L’armée de l’Air & de l’Espace a mené une enquête de commandement sur un drôle de bahutage à Solenzara
Les scénaristes des séries télévisées « Les chevaliers du ciel » et « Les nouveaux chevaliers du ciel » ont mis en scène des « bahutages » vécus par Tanguy et Laverdure lors de leur arrivée en unité. Dans l’un des épisodes diffusés dans les années 1980 [« Escadrille de la comédie »], l’un des deux héros se fait couvrir de petits suisses après avoir été affecté au mauvais escadron, avant de se retrouver à bord d’un Jaguar piloté par un capitaine fantasque pour rejoindre la base d’Istres. Puis il finit dans un train, en tenue tropicale, entre deux gendarmes…
Un tel scénario est à mille lieux de ce qu’a vécu un pilote nouvellement affecté à l’escadron 2/5 Île de France, basé à Orange et doté de Mirage 2000C. Et pour son bahutage, ses nouveaux camarades n’ont pas manqué d’imagination. En effet, raconte le quotidien La Provence, lors d’une campagne de tirs à Solenzara [Corse], l’officier s’est retrouvé ligoté, avec une cagoule sur la tête, puis transporté à vive allure au champ de tir « Diane » où il a ensuite été attaché à une cible
L’affaire aurait pu s’arrêter là si ce jeune pilote ne s’était pas retrouvé au milieu d’une séance de tirs effectuée par des Mirage 2000 de son escadron, ces derniers ayant à viser d’autres cibles, situées entre 500 et 1.000 mètres plus loin.

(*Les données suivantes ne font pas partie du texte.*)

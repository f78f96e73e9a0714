//! Common type definitions and newtype wrappers for domain modeling.

use chrono::{DateTime, Utc};
use serde::{Deserialize, Serialize};
use std::fmt;

/// A chat platform user ID.
#[derive(Debug, Clone, PartialEq, Eq, Hash, PartialOrd, Ord, Serialize, Deserialize)]
#[serde(transparent)]
pub struct UserId(pub String);

impl fmt::Display for UserId {
    fn fmt(&self, f: &mut fmt::Formatter<'_>) -> fmt::Result {
        write!(f, "{}", self.0)
    }
}

impl From<&str> for UserId {
    fn from(value: &str) -> Self {
        Self(value.to_string())
    }
}

/// A chat platform group (guild) ID.
#[derive(Debug, Clone, PartialEq, Eq, Hash, PartialOrd, Ord, Serialize, Deserialize)]
#[serde(transparent)]
pub struct GroupId(pub String);

impl fmt::Display for GroupId {
    fn fmt(&self, f: &mut fmt::Formatter<'_>) -> fmt::Result {
        write!(f, "{}", self.0)
    }
}

impl From<&str> for GroupId {
    fn from(value: &str) -> Self {
        Self(value.to_string())
    }
}

/// The two kinds of greeting a user can check in with.
#[derive(Debug, Clone, Copy, PartialEq, Eq, Hash, Serialize, Deserialize)]
#[serde(rename_all = "lowercase")]
pub enum CheckinKind {
    /// Waking up.
    Morning,
    /// Going to sleep.
    Night,
}

impl CheckinKind {
    /// Command name that triggers this kind of check-in.
    pub const fn command_name(self) -> &'static str {
        match self {
            Self::Morning => "morning",
            Self::Night => "night",
        }
    }
}

impl fmt::Display for CheckinKind {
    fn fmt(&self, f: &mut fmt::Formatter<'_>) -> fmt::Result {
        f.write_str(self.command_name())
    }
}

/// Per-group daily counters (`sleep_group`).
///
/// Rows are created by the first check-in in a group and dropped all at once
/// by the daily reset.
#[derive(Debug, Clone, PartialEq, Eq, Serialize, Deserialize)]
pub struct GroupStats {
    /// Group identifier.
    pub group_id: GroupId,
    /// Morning check-ins in this group today.
    pub morning_count: u32,
    /// Night check-ins in this group today.
    pub night_count: u32,
}

impl GroupStats {
    /// Creates an empty row for a group.
    pub const fn new(group_id: GroupId) -> Self {
        Self {
            group_id,
            morning_count: 0,
            night_count: 0,
        }
    }

    /// Returns the counter for `kind`.
    pub const fn count(&self, kind: CheckinKind) -> u32 {
        match kind {
            CheckinKind::Morning => self.morning_count,
            CheckinKind::Night => self.night_count,
        }
    }

    /// Increments the counter for `kind` and returns the new value.
    pub fn increment(&mut self, kind: CheckinKind) -> u32 {
        let counter = match kind {
            CheckinKind::Morning => &mut self.morning_count,
            CheckinKind::Night => &mut self.night_count,
        };
        *counter = counter.saturating_add(1);
        *counter
    }
}

/// Counters covering one week.
///
/// The same shape is used for the running week and for the archived last week.
#[derive(Debug, Clone, Default, PartialEq, Eq, Serialize, Deserialize)]
pub struct PeriodStats {
    /// First-of-day morning check-ins.
    pub morning_count: u32,
    /// First-of-day night check-ins.
    pub night_count: u32,
    /// Accrued sleep in minutes.
    pub sleep_time: u32,
    /// Morning check-in with the earliest local time of day.
    pub earliest_morning_time: Option<DateTime<Utc>>,
    /// Night check-in with the latest night-ordered time.
    pub latest_night_time: Option<DateTime<Utc>>,
}

/// Per-user sleep record (`sleep_user`).
#[derive(Debug, Clone, PartialEq, Eq, Serialize, Deserialize)]
pub struct UserRecord {
    /// User identifier.
    pub user_id: UserId,
    /// Last accepted morning check-in.
    pub morning_time: Option<DateTime<Utc>>,
    /// Last accepted night check-in.
    pub night_time: Option<DateTime<Utc>>,
    /// Current week.
    #[serde(default)]
    pub weekly: PeriodStats,
    /// Previous week, filled by the weekly rollover.
    #[serde(default)]
    pub last_week: PeriodStats,
    /// Lifetime morning check-ins, repeats included.
    pub total_morning_count: u32,
    /// Lifetime night check-ins, repeats included.
    pub total_night_count: u32,
    /// Lifetime sleep in minutes.
    pub total_sleep_time: u32,
}

impl UserRecord {
    /// Creates an empty record for a user.
    pub fn new(user_id: UserId) -> Self {
        Self {
            user_id,
            morning_time: None,
            night_time: None,
            weekly: PeriodStats::default(),
            last_week: PeriodStats::default(),
            total_morning_count: 0,
            total_night_count: 0,
            total_sleep_time: 0,
        }
    }

    /// Timestamp of the last check-in of `kind`.
    pub const fn last_checkin(&self, kind: CheckinKind) -> Option<DateTime<Utc>> {
        match kind {
            CheckinKind::Morning => self.morning_time,
            CheckinKind::Night => self.night_time,
        }
    }

    /// The most recent check-in of either kind.
    pub fn latest_event(&self) -> Option<(CheckinKind, DateTime<Utc>)> {
        match (self.morning_time, self.night_time) {
            (Some(morning), Some(night)) if night > morning => Some((CheckinKind::Night, night)),
            (Some(morning), _) => Some((CheckinKind::Morning, morning)),
            (None, Some(night)) => Some((CheckinKind::Night, night)),
            (None, None) => None,
        }
    }
}

/// Registration of a group channel to the bot identity that serves it.
#[derive(Debug, Clone, PartialEq, Eq, Serialize, Deserialize)]
pub struct ChannelBinding {
    /// Platform name, e.g. `onebot`.
    pub platform: String,
    /// Group the channel belongs to.
    pub guild_id: GroupId,
    /// Bot self ID that answers in this channel.
    pub assignee: String,
}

La scène, qui aura duré une vingtaine de minutes, a été filmée.
Deux ans après les faits, la victime de ce bahutage a décidé de déposer une plainte contre X auprès du parquet de Marseille pour « violences volontaires aggravées » et « mise en danger délibérée d’autrui ».

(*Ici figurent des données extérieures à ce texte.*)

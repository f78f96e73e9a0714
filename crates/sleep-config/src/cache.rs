//! Thread-safe configuration caching with arc-swap for lock-free reads.

use crate::schema::Config;
use arc_swap::ArcSwap;
use std::sync::Arc;

/// Thread-safe configuration cache using arc-swap for lock-free reads.
pub struct ConfigCache {
    config: ArcSwap<Config>,
}

impl ConfigCache {
    /// Creates a new configuration cache with the given initial configuration.
    pub fn new(config: Config) -> Self {
        Self {
            config: ArcSwap::from_pointee(config),
        }
    }

    /// Gets the current configuration.
    pub fn get(&self) -> Arc<Config> {
        self.config.load_full()
    }
}

impl Default for ConfigCache {
    fn default() -> Self {
        Self::new(Config::default())
    }
}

« Les tirs exercés par les avions de chasse […] auraient pu le blesser très grièvement ou le tuer, sachant qu’on a affaire à des tirs de canons de 30 mm. […] La cible visée étant située à une distance de l’ordre de grandeur d’un kilomètre, il y a un risque de ricochet ou d’éclat […] Par ailleurs, les tirs simulés en sa direction pouvaient, à cause d’une erreur, d’un oubli de sûreté, devenir réels », ont souligné les rédacteurs de la plainte.

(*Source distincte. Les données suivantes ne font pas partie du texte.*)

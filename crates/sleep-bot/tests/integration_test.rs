//! Integration tests for sleep-bot crate.
//!
//! These tests drive the bot the way the binary does: events in as JSON
//! lines, replies out as JSON lines, with rollover jobs on the scheduler.

use std::sync::Arc;

use sleep_bot::{Outbound, SleepBot, SledStore};
use sleep_common::test_utils::{init_test_logging, shanghai};
use sleep_config::{Config, ConfigCache};
use sleep_core::{MemoryStore, SleepStore};
use tempfile::TempDir;

const ASSIGN: &str = r#"{"platform":"onebot","guild_id":"20001","assignee":"bot-1"}"#;
const MORNING: &str = r#"{"content":"早安","guild_id":"20001","user_id":"10001","platform":"onebot","self_id":"bot-1"}"#;
const STATS: &str = r#"{"content":"早晚安统计","guild_id":"20001","user_id":"10001","platform":"onebot","self_id":"bot-1"}"#;

fn quiet_config() -> Arc<ConfigCache> {
    Arc::new(ConfigCache::new(Config {
        morning_prompts: Vec::new(),
        night_prompts: Vec::new(),
        ..Config::default()
    }))
}

async fn bot() -> SleepBot {
    init_test_logging();
    let store: Arc<dyn SleepStore> = Arc::new(MemoryStore::new());
    SleepBot::new(quiet_config(), store).await.unwrap()
}

#[tokio::test]
async fn test_assignment_then_greeting() {
    let bot = bot().await;
    let now = shanghai(2024, 1, 1, 7, 0, 0);

    assert_eq!(bot.handle_line(ASSIGN, now).await.unwrap(), None);
    let outbound = bot.handle_line(MORNING, now).await.unwrap().unwrap();

    assert_eq!(outbound.guild_id.unwrap().0, "20001");
    assert_eq!(outbound.user_id.unwrap().0, "10001");
    assert_eq!(outbound.reply, "早安成功！你是本群今天第1个起床的！");
}

#[tokio::test]
async fn test_greeting_without_assignment_is_ignored() {
    let bot = bot().await;
    assert_eq!(bot.handle_line(MORNING, shanghai(2024, 1, 1, 7, 0, 0)).await.unwrap(), None);
}

#[tokio::test]
async fn test_statistics_by_command_name() {
    let bot = bot().await;
    let now = shanghai(2024, 1, 1, 7, 0, 0);
    bot.handle_line(ASSIGN, now).await.unwrap();
    bot.handle_line(MORNING, now).await.unwrap();

    let outbound = bot.handle_line(STATS, now).await.unwrap().unwrap();

    assert_eq!(outbound.guild_id.unwrap().0, "20001");
    assert!(outbound.reply.contains("║  早安次数:      1"));
}

#[tokio::test]
async fn test_invalid_line_is_an_error() {
    let bot = bot().await;
    assert!(bot.handle_line("not json", shanghai(2024, 1, 1, 7, 0, 0)).await.is_err());
    assert_eq!(bot.handle_line("   ", shanghai(2024, 1, 1, 7, 0, 0)).await.unwrap(), None);
}

#[tokio::test]
async fn test_run_loop_skips_bad_lines() {
    let bot = bot().await;
    let input = format!("{ASSIGN}\nnot json\n{{\"content\":\"hello\"}}\n");
    let mut output = Vec::new();

    bot.run(input.as_bytes(), &mut output).await.unwrap();

    assert!(output.is_empty());
}

#[tokio::test]
async fn test_run_loop_writes_json_lines() {
    let bot = bot().await;
    let input = format!("{ASSIGN}\n{STATS}\n");
    let mut output = Vec::new();

    bot.run(input.as_bytes(), &mut output).await.unwrap();

    let text = String::from_utf8(output).unwrap();
    let lines: Vec<_> = text.lines().collect();
    assert_eq!(lines.len(), 1);
    let outbound: Outbound = serde_json::from_str(lines[0]).unwrap();
    assert_eq!(outbound.guild_id.unwrap().0, "20001");
    assert_eq!(outbound.user_id.unwrap().0, "10001");
    assert!(outbound.reply.starts_with("✨ 今日睡眠统计 ("));
    assert!(outbound.reply.contains("║  早安次数:      0"));
}

#[tokio::test]
async fn test_start_registers_rollover_jobs() {
    let bot = bot().await;

    let jobs = bot.start().await.unwrap();
    assert_eq!(jobs.len(), 2);

    let mut names: Vec<_> = bot.scheduler().list_jobs().await.into_iter().map(|job| job.name).collect();
    names.sort();
    assert_eq!(names, vec!["daily_reset", "weekly_rollover"]);

    let daily = bot.scheduler().get_job(jobs[0]).await.unwrap();
    assert_eq!(daily.cron_expression, "0 0 21 * * *");

    bot.stop().await.unwrap();
}

#[tokio::test]
async fn test_bot_over_sled_store() {
    init_test_logging();
    let dir = TempDir::new().unwrap();
    let store: Arc<dyn SleepStore> = Arc::new(SledStore::open(dir.path().join("db")).unwrap());
    let bot = SleepBot::new(quiet_config(), Arc::clone(&store)).await.unwrap();
    let now = shanghai(2024, 1, 1, 7, 0, 0);

    bot.handle_line(ASSIGN, now).await.unwrap();
    bot.handle_line(MORNING, now).await.unwrap().unwrap();

    let groups = store.groups().await.unwrap();
    assert_eq!(groups.len(), 1);
    assert_eq!(groups[0].morning_count, 1);
}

Sans doute que les instigateurs de ce bahutage ont pensé qu’il n’y avait aucun danger, les cibles visées étant suffisamment éloignées de celle où ils avaient ligoté leur nouveau camarade. Mais il aurait suffi d’un rien pour que tout se termine en drame.
D’ailleurs, ayant récemment pris connaissance de ces faits, le chef d’état-major de l’armée de l’Air & de l’Espace [CEMAAE], a immédiatement ordonné une enquête de commandement pour « faire toute la lumière » sur cette affaire.
Et selon le porte-parole de l’aAE, le colonel Stéphane Spet, dont les propos ont été rapportés par le Figaro, cette enquête « a conduit le commandement à engager le processus disciplinaire à l’encontre des responsables identifiés. Des sanctions fermes ont alors été prononcées. » Mais il n’a pas précisé leur nature.
Le CEMAAE « tient à rappeler que l’armée de l’air et de l’espace condamne toute activité de nature à porter atteinte à l’intégrité, physique comme psychologique, de son personnel et à l’image de l’institution », a également fait valoir le colonel Spet.
Cette affaire survient alors qu’une enquête préliminaire, confiée à la Gendarmerie de l’Air, a été ouverte en février dernier à la suite de cinq plaintes pour « harcèlement moral » déposées par des militaires de la base aérienne de Nancy-Ochey.